Ронан глядел строго и непреклонно, готовый непременно выполнить свою угрозу, если ему не подчинятся.

– Ваша милость, – молвил наконец мальчишка, – ради того, чтоб следовать за вами, я готов смирить мой неукротимый норов… Вот тебе моя шотландская рука, Овадия Гокроджер.

– А вот английская, юный озорник, – ответил фокусник,– однако, ежели ты…

– Всё, всё, всё, ни слова более! – воскликнул молодой Бакьюхейд. – Я вижу впереди большую дорогу, в которую упирается наша тропа. В какую сторону нам сворачивать, Овадия?

– О, юный джентльмен, мы вышли к дороге, которая тянется вдоль остатков римской стены и она выведёт нас прямиком к …, дайте-ка подумать…, по ней можно доехать до Хексэма, ежели вовремя через Тайн переправиться. Но ежели у вас нет большой охоты посещать этот городок, то мы проедем через Экум и затем упрёмся в дорогу, которая тянется на юг до самого Йорка.

– А может быть, заглянем в этот, в Хексэм, а, ваша милость, – поклянчил Эндри. – То, чай первый английский городишка на нашем пути! Ужасно интересно, чем он, к примеру, от Стёрлинга или Лохмейбена отличается.

– А ведомо тебе, чем знаменит сей Хексэм, Овадия? – спросил Ронан.

– Хексэм-то? Фи, городок как городок. Самое большое здание, помнится, это приходская церковь с крышей, выложенной свинцом. Раньше там монастырь был, покуда славный Гарри, отец нашего юного короля, всех монашков не разогнал. А во времена моего прадеда, когда Белая и Красная Розы дрались, здесь большое сражение случилось и ланкастерский цветок, герцог Сомерсет проиграл битву и распрощался со своей головушкой на плахе на рыночной площади этого самого Хексэма.
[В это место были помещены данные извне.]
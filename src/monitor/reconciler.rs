//! Timestamp reconciliation for one poll
//!
//! Each instance keeps only its newest event. The next query window starts at
//! the oldest of those newest events: an instance whose events lag behind
//! holds the watermark back for everyone, but none of its events are skipped.

use chrono::{DateTime, Utc};
use std::collections::HashMap;

/// Result of reconciling one poll
#[derive(Debug, Clone, PartialEq)]
pub struct Reconciled {
    /// Resource id -> timestamp of the event to publish
    pub selected: HashMap<String, DateTime<Utc>>,
    /// Inclusive start time for the next poll
    pub next_watermark: DateTime<Utc>,
}

/// Pick the newest timestamp per instance and the next watermark
///
/// The watermark is the minimum of the selected timestamps, never later than
/// `now`. When no instance reported anything it is `now`, so an idle feed
/// does not grow an unbounded query window.
pub fn reconcile<'a, I, T>(timestamps_by_instance: I, now: DateTime<Utc>) -> Reconciled
where
    I: IntoIterator<Item = (&'a String, T)>,
    T: IntoIterator<Item = &'a DateTime<Utc>>,
{
    let mut next_watermark = now;
    let mut selected = HashMap::new();

    for (resource_id, timestamps) in timestamps_by_instance {
        let Some(newest) = timestamps.into_iter().max().copied() else {
            continue;
        };

        selected.insert(resource_id.clone(), newest);
        next_watermark = next_watermark.min(newest);
    }

    Reconciled {
        selected,
        next_watermark,
    }
}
– Что ж, – подумав, сказал Ронан, – мы, пожалуй, сделаем небольшой крюк и навестим этот городок. Время нам позволяет это сделать.

– Как будет угодно вашей милости, – ответил послушно проводник, на самом деле не имевший ничего против того, чтобы провести лишний досужий денёк за счёт своего нанимателя.

Ближе к концу дня путники миновали мост через реку Тайн и прибыли в Хексэм. Город угрюмо возвышался на холме и встретил странников массивными городскими воротами на середине склона. Позади ворот и городского вала темнели мокрые от дождя крыши домов, над которыми господствовала кровля аббатства с башней.

С утра Ронан отправился рассматривать старинный собор снаружи и изнутри, а Эндри с Овадией развлекали себя праздной болтовней с местными торговцами и их покупателями на рыночной площади. Фокусник, помня давешнее обещание, помалкивал о своих ещё не забытых злоключениях и не высказывал никаких суждений о недавно покинутой им стране и её обитателях. Мальчишка также, не имея повода придраться к сотоварищу и помня про гнев своего хозяина, был приветлив и спокоен…

За ужином наши путешественники снова собрались вместе. Стоит напомнить, что в те далёкие времена слуги зачастую вкушали за одним столом со своими господами.

– Ну, так что же, какие впечатления от английского городка? – молодой джентльмен поинтересовался у Эндри.

– Ну, если сказать по правде, мастер Ронан, то я, это… разочарован, вот, – с недовольным видом заявил Эндри. – У нас в Хилгай толковали, якобы в соседнем королевстве всё что ни взять лучше и добротнее. А я глянул: равно, всё то же самое и есть. Люди такие все усталые, понурые и не выспавшиеся, будто целую неделю строгий пост держали и притом без сна тяжко трудились, да и одеты весьма похоже. А на рыночной площади торгуются, ругаются и за волосы друг друга таскают, ну прямо как на ярмарке в Стёрлинге. Такие же тощие лошадки на площади привязаны, такие же голодные псы по улицам рыщут и на чужаков рычат… Не, не нравятся мне эти края.